[Opening Given records section]

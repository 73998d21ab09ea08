//! kiln - a package build orchestrator
//!
//! kiln fetches a package either from a registry or by cloning a git repository,
//! reads the package's `kiln.json`, builds its dependencies, renders and copies
//! its files into an output tree and runs its post-build scripts. Every package
//! is built in its own temporary working tree, which is deleted when the package
//! is done, whether the build succeeded or not.
//!
//! # Build Pipeline
//!
//! ```text
//! fetch ─▶ dependencies ─▶ file transforms ─▶ scripts ─▶ release
//!            │  (sequential, each a full nested pipeline)
//!            └─▶ fetch ─▶ dependencies ─▶ ... ─▶ release
//! ```
//!
//! File transforms are the only concurrent stage: all mappings run at once,
//! bounded by a parallelism cap, and the stage completes when every mapping has.
//!
//! # Core Modules
//!
//! ## Orchestration
//! - [`builder`] - runs the pipeline for a package and its dependencies
//! - [`fetcher`] - materializes a package into a working tree and parses it
//! - [`transform`] - the bounded-concurrency render/copy stage
//! - [`scripts`] - sequential post-build script execution
//! - [`workspace`] - working tree allocation and depth-first removal
//!
//! ## Sources
//! - [`source`] - routing a specifier to the registry or to git
//! - [`registry`] - HTTP client for the package registry
//! - [`credentials`] - process-wide, acquire-once registry credentials
//! - [`archive`] - gzip tarball extraction
//! - [`git`] - git clone via the system `git` executable
//!
//! ## Documents
//! - [`definition`] - the `kiln.json` package definition
//! - [`config`] - the JSON build configuration and the global TOML settings
//! - [`templating`] - `<% %>` templates rendered with Tera
//!
//! ## Supporting Modules
//! - [`cli`] - the `kiln` command line
//! - [`core`] - error types and cancellation helpers
//! - [`constants`] - file names, protocol constants and defaults
//! - [`utils`] - file helpers and progress reporting
//!
//! # Package Definition (kiln.json)
//!
//! ```json
//! {
//!   "dependencies": { "base-styles": { "theme": "dark" } },
//!   "files": [
//!     { "from": "templates/index.html", "to": "index.html", "method": "render" },
//!     { "from": "assets/logo.png", "to": "assets/logo.png", "method": "copy" }
//!   ],
//!   "scripts": ["scripts/post-build.sh"]
//! }
//! ```

// Orchestration
pub mod builder;
pub mod fetcher;
pub mod scripts;
pub mod transform;
pub mod workspace;

// Sources
pub mod archive;
pub mod credentials;
pub mod git;
pub mod registry;
pub mod source;

// Documents
pub mod config;
pub mod definition;
pub mod templating;

// Supporting modules
pub mod cli;
pub mod constants;
pub mod core;
pub mod utils;

// Test utilities (only available in test builds)
#[cfg(any(test, feature = "test-utils"))]
pub mod test_utils;
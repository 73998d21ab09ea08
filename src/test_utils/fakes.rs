//! In-memory collaborators for builder tests.

use anyhow::Result;
use serde_json::Value;
use std::collections::HashMap;
use std::future::Future;
use std::path::{Path, PathBuf};
use std::pin::Pin;
use std::sync::atomic::{AtomicUsize, Ordering};
use std::sync::{Arc, Mutex};

use crate::core::KilnError;
use crate::credentials::{CredentialProvider, Credentials};
use crate::registry::{RegistryClient, RegistryFuture};

/// Credential provider that counts how often it is asked.
#[derive(Debug, Default)]
pub struct CountingCredentialProvider {
    calls: AtomicUsize,
}

impl CountingCredentialProvider {
    /// A provider that has not been asked yet.
    pub fn new() -> Arc<Self> {
        Arc::new(Self::default())
    }

    /// Number of acquisitions so far.
    pub fn calls(&self) -> usize {
        self.calls.load(Ordering::SeqCst)
    }
}

impl CredentialProvider for CountingCredentialProvider {
    fn acquire(&self) -> Pin<Box<dyn Future<Output = Result<Credentials>> + Send + '_>> {
        Box::pin(async move {
            self.calls.fetch_add(1, Ordering::SeqCst);
            Ok(Credentials::new("test@kiln.example", "s3cret"))
        })
    }
}

/// One archive request observed by [`FakeRegistry`].
#[derive(Debug, Clone)]
pub struct FetchRecord {
    /// Requested package name
    pub name: String,
    /// Where the archive was written
    pub destination: PathBuf,
    /// Working trees of earlier fetches that still existed at request time
    pub live_trees: Vec<PathBuf>,
}

/// Registry serving tarballs from memory and recording every fetch.
#[derive(Debug, Default)]
pub struct FakeRegistry {
    packages: Mutex<HashMap<String, Vec<u8>>>,
    error_bodies: Mutex<HashMap<String, String>>,
    fetches: Mutex<Vec<FetchRecord>>,
}

impl FakeRegistry {
    /// An empty registry.
    pub fn new() -> Arc<Self> {
        Arc::new(Self::default())
    }

    /// Serve `archive` for package `name`.
    pub fn add_package(&self, name: &str, archive: Vec<u8>) {
        self.packages.lock().expect("registry lock").insert(name.to_string(), archive);
    }

    /// Answer requests for `name` with an `Error` body.
    pub fn add_error(&self, name: &str, body: &str) {
        self.error_bodies.lock().expect("registry lock").insert(name.to_string(), body.to_string());
    }

    /// Every fetch so far, in request order.
    pub fn fetches(&self) -> Vec<FetchRecord> {
        self.fetches.lock().expect("registry lock").clone()
    }

    /// Names of fetched packages, in request order.
    pub fn fetched_names(&self) -> Vec<String> {
        self.fetches().into_iter().map(|record| record.name).collect()
    }
}

/// The working tree root an archive destination belongs to.
fn tree_root(destination: &Path) -> PathBuf {
    destination.parent().map(Path::to_path_buf).unwrap_or_default()
}

impl RegistryClient for FakeRegistry {
    fn fetch_archive<'a>(
        &'a self,
        _credentials: &'a Credentials,
        name: &'a str,
        destination: &'a Path,
    ) -> RegistryFuture<'a, u64> {
        Box::pin(async move {
            {
                let mut fetches = self.fetches.lock().expect("registry lock");
                let live_trees = fetches
                    .iter()
                    .map(|record| tree_root(&record.destination))
                    .filter(|root| root.exists())
                    .collect();
                fetches.push(FetchRecord {
                    name: name.to_string(),
                    destination: destination.to_path_buf(),
                    live_trees,
                });
            }

            if let Some(body) = self.error_bodies.lock().expect("registry lock").get(name) {
                return Err(KilnError::RegistryError {
                    operation: "getPackage".to_string(),
                    body: body.clone(),
                }
                .into());
            }

            let archive = self.packages.lock().expect("registry lock").get(name).cloned();
            let archive = archive.ok_or_else(|| KilnError::RegistryError {
                operation: "getPackage".to_string(),
                body: format!("Error: no package named {name}"),
            })?;
            tokio::fs::write(destination, &archive).await?;
            Ok(archive.len() as u64)
        })
    }

    fn publish<'a>(
        &'a self,
        _credentials: &'a Credentials,
        definition: &'a Value,
        archive: Vec<u8>,
    ) -> RegistryFuture<'a, String> {
        Box::pin(async move {
            let name = definition.get("name").and_then(Value::as_str).unwrap_or("unnamed").to_string();
            self.add_package(&name, archive);
            Ok(format!("Published {name}"))
        })
    }

    fn create_account<'a>(&'a self, credentials: &'a Credentials) -> RegistryFuture<'a, String> {
        Box::pin(async move { Ok(format!("Created {}", credentials.identity)) })
    }

    fn define<'a>(
        &'a self,
        _credentials: &'a Credentials,
        _definition: &'a Value,
    ) -> RegistryFuture<'a, String> {
        Box::pin(async move { Ok("Defined".to_string()) })
    }
}
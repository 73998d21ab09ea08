//! Git test helper utilities
//!
//! Provides a safe, testable wrapper around Git operations for unit tests.

use anyhow::{Context, Result, bail};
use std::path::{Path, PathBuf};
use std::process::Command;

/// Git command builder for tests
///
/// Use this instead of raw `std::process::Command` to prepare repositories that
/// kiln then clones.
pub struct TestGit {
    repo_path: PathBuf,
}

impl TestGit {
    fn run_git_command(&self, args: &[&str], action: &str) -> Result<std::process::Output> {
        let output = Command::new("git")
            .args(args)
            .current_dir(&self.repo_path)
            .output()
            .with_context(|| action.to_string())?;

        if !output.status.success() {
            bail!("{} failed: {}", action, String::from_utf8_lossy(&output.stderr));
        }

        Ok(output)
    }

    /// Create a new TestGit instance for the given repository path
    pub fn new(repo_path: impl Into<PathBuf>) -> Self {
        Self {
            repo_path: repo_path.into(),
        }
    }

    /// Initialize a new git repository
    pub fn init(&self) -> Result<()> {
        self.run_git_command(&["init"], "Failed to initialize git repository")?;
        Ok(())
    }

    /// Initialize a bare git repository
    pub fn init_bare(&self) -> Result<()> {
        self.run_git_command(&["init", "--bare"], "Failed to initialize bare git repository")?;
        Ok(())
    }

    /// Configure git user for tests
    pub fn config_user(&self) -> Result<()> {
        self.run_git_command(
            &["config", "user.email", "test@kiln.example"],
            "Failed to configure git user email",
        )?;
        self.run_git_command(
            &["config", "user.name", "Test User"],
            "Failed to configure git user name",
        )?;
        Ok(())
    }

    /// Add all files to staging
    pub fn add_all(&self) -> Result<()> {
        self.run_git_command(&["add", "."], "Failed to add files to git")?;
        Ok(())
    }

    /// Create a commit with the given message
    pub fn commit(&self, message: &str) -> Result<()> {
        self.run_git_command(&["commit", "-m", message], "Failed to create git commit")?;
        Ok(())
    }

    /// Push the current branch to `remote` and make it the remote's default.
    pub fn push_head(&self, remote: &Path) -> Result<()> {
        let remote = remote.display().to_string();
        self.run_git_command(
            &["push", &remote, "HEAD:refs/heads/main"],
            "Failed to push to bare repository",
        )?;
        TestGit::new(&remote).run_git_command(
            &["symbolic-ref", "HEAD", "refs/heads/main"],
            "Failed to set default branch of bare repository",
        )?;
        Ok(())
    }
}
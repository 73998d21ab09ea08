//! Command-line interface for kiln.
//!
//! ```bash
//! kiln [OPTIONS] [SOURCE] [CONFIG]
//!
//! # Build a registry package into ./dist
//! kiln -o dist my-site ./site.json
//!
//! # Build straight from a repository with debug logging
//! kiln --verbose https://github.com/example/site.git ./site.json
//! ```
//!
//! `SOURCE` is a registry package name or a repository URL ending in `.git`;
//! `CONFIG` is a JSON document handed unchanged to the package's templates and
//! scripts. Without both arguments there is nothing to build and kiln exits
//! successfully.
//!
//! Settings are resolved from, in order: command-line flags, environment
//! variables (`KILN_REGISTRY_URL`, `KILN_NO_PROGRESS`), the global config file
//! (`~/.kiln/config.toml`), then built-in defaults.

use anyhow::Result;
use clap::Parser;
use std::path::PathBuf;
use std::sync::Arc;
use tokio_util::sync::CancellationToken;
use tracing_subscriber::EnvFilter;

use crate::builder::Builder;
use crate::config::{BuildConfig, GlobalConfig};
use crate::credentials::{CredentialCache, PromptCredentialProvider};
use crate::fetcher::PackageFetcher;
use crate::registry::HttpRegistryClient;
use crate::scripts::ScriptRunner;
use crate::transform::FileTransformPipeline;
use crate::utils::progress::NO_PROGRESS_ENV;
use crate::workspace::WorkingTreeManager;

/// Fetch a package, build its dependencies, transform its files and run its
/// post-build scripts.
#[derive(Parser, Debug)]
#[command(
    name = "kiln",
    about = "Kiln - build packages from the registry or from git",
    version,
    long_about = "Kiln fetches a package from the registry or a git repository, builds its dependencies, renders and copies its files into an output tree, and runs its post-build scripts."
)]
pub struct Cli {
    /// Package to build: a registry name or a repository URL ending in `.git`
    pub source: Option<String>,

    /// Path to the JSON build configuration
    pub config: Option<PathBuf>,

    /// Enable debug logging
    #[arg(short, long, conflicts_with = "quiet")]
    pub verbose: bool,

    /// Only log errors
    #[arg(short, long)]
    pub quiet: bool,

    /// Directory build outputs are written to
    #[arg(short, long, value_name = "DIR", default_value = ".")]
    pub output: PathBuf,

    /// Maximum number of file transforms running at once
    #[arg(long, value_name = "N", value_parser = clap::value_parser!(u16).range(1..))]
    pub max_parallel: Option<u16>,

    /// Base URL of the package registry
    #[arg(long, value_name = "URL")]
    pub registry: Option<String>,

    /// Disable progress bars
    #[arg(long)]
    pub no_progress: bool,
}

impl Cli {
    /// Log filter implied by `--verbose` / `--quiet`, if either was given.
    #[must_use]
    pub const fn log_level(&self) -> Option<&'static str> {
        if self.verbose {
            Some("debug")
        } else if self.quiet {
            Some("error")
        } else {
            None
        }
    }

    /// Install the global tracing subscriber.
    ///
    /// `--verbose` and `--quiet` win over `RUST_LOG`; otherwise `RUST_LOG` is
    /// honored and defaults to `info`.
    pub fn init_logging(&self) {
        let filter = match self.log_level() {
            Some(level) => EnvFilter::new(level),
            None => EnvFilter::try_from_default_env().unwrap_or_else(|_| EnvFilter::new("info")),
        };

        let _ = tracing_subscriber::fmt()
            .with_env_filter(filter)
            .with_target(false)
            .with_writer(std::io::stderr)
            .try_init();
    }

    fn show_progress(&self) -> bool {
        !self.no_progress && !self.quiet && std::env::var_os(NO_PROGRESS_ENV).is_none()
    }

    /// Run the build described by the arguments.
    pub async fn execute(self, cancel: CancellationToken) -> Result<()> {
        let (Some(source), Some(config_path)) = (self.source.as_deref(), self.config.as_deref())
        else {
            tracing::info!("Nothing to build: both a package source and a build configuration are required");
            return Ok(());
        };

        let config = BuildConfig::load_from(config_path).await?;
        let global = GlobalConfig::load().await?;

        let registry_url = global.registry_url(self.registry.as_deref());
        tracing::debug!(target: "registry", "Using registry {registry_url}");
        let registry = Arc::new(HttpRegistryClient::new(registry_url)?);
        let credentials = Arc::new(CredentialCache::new(Arc::new(PromptCredentialProvider::new(
            global.identity.clone(),
        ))));

        let fetcher =
            PackageFetcher::new(registry, credentials, WorkingTreeManager::new(), cancel.clone());
        let pipeline = FileTransformPipeline::new(
            global.max_parallel(self.max_parallel.map(usize::from)),
        )
        .with_progress(self.show_progress());

        let builder =
            Builder::new(fetcher, pipeline, ScriptRunner::default(), self.output.clone(), cancel);
        builder.build(source, &config).await?;
        Ok(())
    }
}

[Closing Given records section]

#### Instructions to follow
Repeat, exactly as they stand above, the lines from the line with "use tracing_subscriber::EnvFilter;" to the line with "Enable debug logging", both lines included.

#### Exercise output
use tracing_subscriber::EnvFilter;

use crate::builder::Builder;
use crate::config::{BuildConfig, GlobalConfig};
use crate::credentials::{CredentialCache, PromptCredentialProvider};
use crate::fetcher::PackageFetcher;
use crate::registry::HttpRegistryClient;
use crate::scripts::ScriptRunner;
use crate::transform::FileTransformPipeline;
use crate::utils::progress::NO_PROGRESS_ENV;
use crate::workspace::WorkingTreeManager;

/// Fetch a package, build its dependencies, transform its files and run its
/// post-build scripts.
#[derive(Parser, Debug)]
#[command(
    name = "kiln",
    about = "Kiln - build packages from the registry or from git",
    version,
    long_about = "Kiln fetches a package from the registry or a git repository, builds its dependencies, renders and copies its files into an output tree, and runs its post-build scripts."
)]
pub struct Cli {
    /// Package to build: a registry name or a repository URL ending in `.git`
    pub source: Option<String>,

    /// Path to the JSON build configuration
    pub config: Option<PathBuf>,

    /// Enable debug logging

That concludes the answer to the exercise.